Brief => Reproduce all of the data word for word.

Records supplied =>
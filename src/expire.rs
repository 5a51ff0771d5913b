//! Expire driver (C10).
//!
//! A main thread issues `EXPIRE_MULTI` ioctls back to back, up to
//! `EXPIRE_MAX` per cycle, while the kernel keeps reporting expired
//! mounts. When a cycle hits that cap there is probably more work than
//! one thread can drain promptly, so a round-robin "burst" thread is
//! started (up to `EXPIRE_MAX_THREADS` concurrently) to help drain the
//! backlog; each burst thread runs up to 100 rounds and retires itself
//! once its `life` counter — reset to `DEFAULT_LIFE` whenever a round
//! expires at least one mount, decremented when a round expires nothing —
//! reaches zero. Each round paces itself a second apart from the next.
//!
//! On stop, if the main loop's last cycle hit the `EXPIRE_MAX` cap there
//! is probably still a backlog, so it drains one more cycle before
//! actually stopping. Otherwise it waits for every burst thread to
//! finish, then sets `shutdown` — the flag the dispatcher's main loop
//! polls to know the expire side is fully quiesced.

use std::os::fd::RawFd;
use std::sync::atomic::{AtomicBool, Ordering};
use std::sync::Arc;
use std::thread::{self, JoinHandle};
use std::time::Duration;

use parking_lot::Mutex;

use crate::proto;

const EXPIRE_MAX: u32 = 500;
const EXPIRE_MAX_THREADS: usize = 10;
const DEFAULT_LIFE: i32 = 5;
const BURST_ROUNDS: u32 = 100;
const IDLE_SLEEP: Duration = Duration::from_secs(1);

struct BurstSlot {
    handle: Option<JoinHandle<()>>,
}

struct Shared {
    ioctlfd: RawFd,
    stop: AtomicBool,
    shutdown: Arc<AtomicBool>,
    burst_threads: Mutex<Vec<BurstSlot>>,
    burst_counter: std::sync::atomic::AtomicUsize,
}

/// Drives periodic kernel-side expiry for one mounted autofs root.
pub struct ExpireDriver {
    shared: Arc<Shared>,
    main: Mutex<Option<JoinHandle<()>>>,
}

impl ExpireDriver {
    /// Starts the expire main thread, unless `timeout` is zero, in which
    /// case expiry is disabled entirely and `None` is returned. `shutdown`
    /// is set to `true` once the driver has fully stopped, including all
    /// burst threads — the dispatcher polls it before proceeding with its
    /// own teardown.
    pub fn start(ioctlfd: RawFd, timeout: u64, shutdown: Arc<AtomicBool>) -> Option<Self> {
        if timeout == 0 {
            return None;
        }

        let shared = Arc::new(Shared {
            ioctlfd,
            stop: AtomicBool::new(false),
            shutdown,
            burst_threads: Mutex::new((0..EXPIRE_MAX_THREADS).map(|_| BurstSlot { handle: None }).collect()),
            burst_counter: std::sync::atomic::AtomicUsize::new(0),
        });

        let handle = {
            let shared = shared.clone();
            thread::Builder::new()
                .name("autofsd-expire-main".to_string())
                .spawn(move || main_expire_mounts(shared))
                .expect("spawn expire main thread")
        };

        Some(Self {
            shared,
            main: Mutex::new(Some(handle)),
        })
    }

    /// Request the main thread to stop after draining any backlog.
    pub fn stop_set(&self) {
        self.shared.stop.store(true, Ordering::SeqCst);
    }

    /// Join the main thread. Burst threads are joined internally by the
    /// main thread before it sets `shutdown`.
    pub fn stop(&self) {
        self.stop_set();
        if let Some(handle) = self.main.lock().take() {
            let _ = handle.join();
        }
    }
}

fn main_expire_mounts(shared: Arc<Shared>) {
    loop {
        let mut hits = 0u32;
        while hits < EXPIRE_MAX {
            match proto::ioctl_expire_multi(shared.ioctlfd) {
                Ok(true) => hits += 1,
                Ok(false) => break,
                Err(e) => {
                    log::error!("expire_multi ioctl: {}", e);
                    break;
                }
            }
        }

        let stopping = shared.stop.load(Ordering::SeqCst);
        let hit_cap = hits >= EXPIRE_MAX;

        if stopping {
            if hit_cap {
                // Likely more work queued up; drain one more cycle
                // before actually stopping.
                continue;
            }
            wait_all_burst_threads(&shared);
            shared.shutdown.store(true, Ordering::SeqCst);
            return;
        }

        if hit_cap {
            start_extra_expire_thread(&shared);
        } else if hits < 1 {
            thread::sleep(IDLE_SLEEP);
        }
    }
}

fn start_extra_expire_thread(shared: &Arc<Shared>) {
    let mut slots = shared.burst_threads.lock();
    for slot in slots.iter_mut() {
        let free = match &slot.handle {
            Some(h) => h.is_finished(),
            None => true,
        };
        if !free {
            continue;
        }
        if let Some(h) = slot.handle.take() {
            let _ = h.join();
        }
        let id = shared.burst_counter.fetch_add(1, Ordering::Relaxed);
        let shared_clone = shared.clone();
        let name = format!("autofsd-expire-burst-{}", id);
        match thread::Builder::new().name(name).spawn(move || extra_expire_mounts(shared_clone)) {
            Ok(handle) => slot.handle = Some(handle),
            Err(e) => log::error!("could not start extra expire thread: {}", e),
        }
        return;
    }
    log::warn!("could not start extra expire thread: all {} slots busy", EXPIRE_MAX_THREADS);
}

fn extra_expire_mounts(shared: Arc<Shared>) {
    let mut life = DEFAULT_LIFE;

    for _ in 0..BURST_ROUNDS {
        if shared.stop.load(Ordering::SeqCst) {
            return;
        }

        let mut hits = 0u32;
        loop {
            match proto::ioctl_expire_multi(shared.ioctlfd) {
                Ok(true) => hits += 1,
                Ok(false) => break,
                Err(e) => {
                    log::error!("expire_multi ioctl (burst): {}", e);
                    break;
                }
            }
        }

        if hits < 1 {
            life -= 1;
        } else {
            life = DEFAULT_LIFE;
        }

        if life <= 0 {
            return;
        }

        thread::sleep(IDLE_SLEEP);
    }
}

fn wait_all_burst_threads(shared: &Arc<Shared>) {
    let mut slots = shared.burst_threads.lock();
    for slot in slots.iter_mut() {
        if let Some(handle) = slot.handle.take() {
            let _ = handle.join();
        }
    }
}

Completed task =>
filename src/expire.rs
repository 5a51ff0771d5913b
//! Expire driver (C10).
//!
//! A main thread issues `EXPIRE_MULTI` ioctls back to back, up to
//! `EXPIRE_MAX` per cycle, while the kernel keeps reporting expired
//! mounts. When a cycle hits that cap there is probably more work than
//! one thread can drain promptly, so a round-robin "burst" thread is
//! started (up to `EXPIRE_MAX_THREADS` concurrently) to help drain the
//! backlog; each burst thread runs up to 100 rounds and retires itself
//! once its `life` counter — reset to `DEFAULT_LIFE` whenever a round
//! expires at least one mount, decremented when a round expires nothing —
//! reaches zero. Each round paces itself a second apart from the next.
//!
//! On stop, if the main loop's last cycle hit the `EXPIRE_MAX` cap there
//! is probably still a backlog, so it drains one more cycle before
//! actually stopping. Otherwise it waits for every burst thread to
//! finish, then sets `shutdown` — the flag the dispatcher's main loop
//! polls to know the expire side is fully quiesced.

use std::os::fd::RawFd;
use std::sync::atomic::{AtomicBool, Ordering};
use std::sync::Arc;
use std::thread::{self, JoinHandle};
use std::time::Duration;

use parking_lot::Mutex;

use crate::proto;

const EXPIRE_MAX: u32 = 500;
const EXPIRE_MAX_THREADS: usize = 10;
const DEFAULT_LIFE: i32 = 5;
const BURST_ROUNDS: u32 = 100;
const IDLE_SLEEP: Duration = Duration::from_secs(1);

struct BurstSlot {
    handle: Option<JoinHandle<()>>,
}

struct Shared {
    ioctlfd: RawFd,
    stop: AtomicBool,
    shutdown: Arc<AtomicBool>,
    burst_threads: Mutex<Vec<BurstSlot>>,
    burst_counter: std::sync::atomic::AtomicUsize,
}

/// Drives periodic kernel-side expiry for one mounted autofs root.
pub struct ExpireDriver {
    shared: Arc<Shared>,
    main: Mutex<Option<JoinHandle<()>>>,
}

impl ExpireDriver {
    /// Starts the expire main thread, unless `timeout` is zero, in which
    /// case expiry is disabled entirely and `None` is returned. `shutdown`
    /// is set to `true` once the driver has fully stopped, including all
    /// burst threads — the dispatcher polls it before proceeding with its
    /// own teardown.
    pub fn start(ioctlfd: RawFd, timeout: u64, shutdown: Arc<AtomicBool>) -> Option<Self> {
        if timeout == 0 {
            return None;
        }

        let shared = Arc::new(Shared {
            ioctlfd,
            stop: AtomicBool::new(false),
            shutdown,
            burst_threads: Mutex::new((0..EXPIRE_MAX_THREADS).map(|_| BurstSlot { handle: None }).collect()),
            burst_counter: std::sync::atomic::AtomicUsize::new(0),
        });

        let handle = {
            let shared = shared.clone();
            thread::Builder::new()
                .name("autofsd-expire-main".to_string())
                .spawn(move || main_expire_mounts(shared))
                .expect("spawn expire main thread")
        };

        Some(Self {
            shared,
            main: Mutex::new(Some(handle)),
        })
    }

    /// Request the main thread to stop after draining any backlog.
    pub fn stop_set(&self) {
        self.shared.stop.store(true, Ordering::SeqCst);
    }

    /// Join the main thread. Burst threads are joined internally by the
    /// main thread before it sets `shutdown`.
    pub fn stop(&self) {
        self.stop_set();
        if let Some(handle) = self.main.lock().take() {
            let _ = handle.join();
        }
    }
}

fn main_expire_mounts(shared: Arc<Shared>) {
    loop {
        let mut hits = 0u32;
        while hits < EXPIRE_MAX {
            match proto::ioctl_expire_multi(shared.ioctlfd) {
                Ok(true) => hits += 1,
                Ok(false) => break,
                Err(e) => {
                    log::error!("expire_multi ioctl: {}", e);
                    break;
                }
            }
        }

        let stopping = shared.stop.load(Ordering::SeqCst);
        let hit_cap = hits >= EXPIRE_MAX;

        if stopping {
            if hit_cap {
                // Likely more work queued up; drain one more cycle
                // before actually stopping.
                continue;
            }
            wait_all_burst_threads(&shared);
            shared.shutdown.store(true, Ordering::SeqCst);
            return;
        }

        if hit_cap {
            start_extra_expire_thread(&shared);
        } else if hits < 1 {
            thread::sleep(IDLE_SLEEP);
        }
    }
}

fn start_extra_expire_thread(shared: &Arc<Shared>) {
    let mut slots = shared.burst_threads.lock();
    for slot in slots.iter_mut() {
        let free = match &slot.handle {
            Some(h) => h.is_finished(),
            None => true,
        };
        if !free {
            continue;
        }
        if let Some(h) = slot.handle.take() {
            let _ = h.join();
        }
        let id = shared.burst_counter.fetch_add(1, Ordering::Relaxed);
        let shared_clone = shared.clone();
        let name = format!("autofsd-expire-burst-{}", id);
        match thread::Builder::new().name(name).spawn(move || extra_expire_mounts(shared_clone)) {
            Ok(handle) => slot.handle = Some(handle),
            Err(e) => log::error!("could not start extra expire thread: {}", e),
        }
        return;
    }
    log::warn!("could not start extra expire thread: all {} slots busy", EXPIRE_MAX_THREADS);
}

fn extra_expire_mounts(shared: Arc<Shared>) {
    let mut life = DEFAULT_LIFE;

    for _ in 0..BURST_ROUNDS {
        if shared.stop.load(Ordering::SeqCst) {
            return;
        }

        let mut hits = 0u32;
        loop {
            match proto::ioctl_expire_multi(shared.ioctlfd) {
                Ok(true) => hits += 1,
                Ok(false) => break,
                Err(e) => {
                    log::error!("expire_multi ioctl (burst): {}", e);
                    break;
                }
            }
        }

        if hits < 1 {
            life -= 1;
        } else {
            life = DEFAULT_LIFE;
        }

        if life <= 0 {
            return;
        }

        thread::sleep(IDLE_SLEEP);
    }
}

fn wait_all_burst_threads(shared: &Arc<Shared>) {
    let mut slots = shared.burst_threads.lock();
    for slot in slots.iter_mut() {
        if let Some(handle) = slot.handle.take() {
            let _ = handle.join();
        }
    }
}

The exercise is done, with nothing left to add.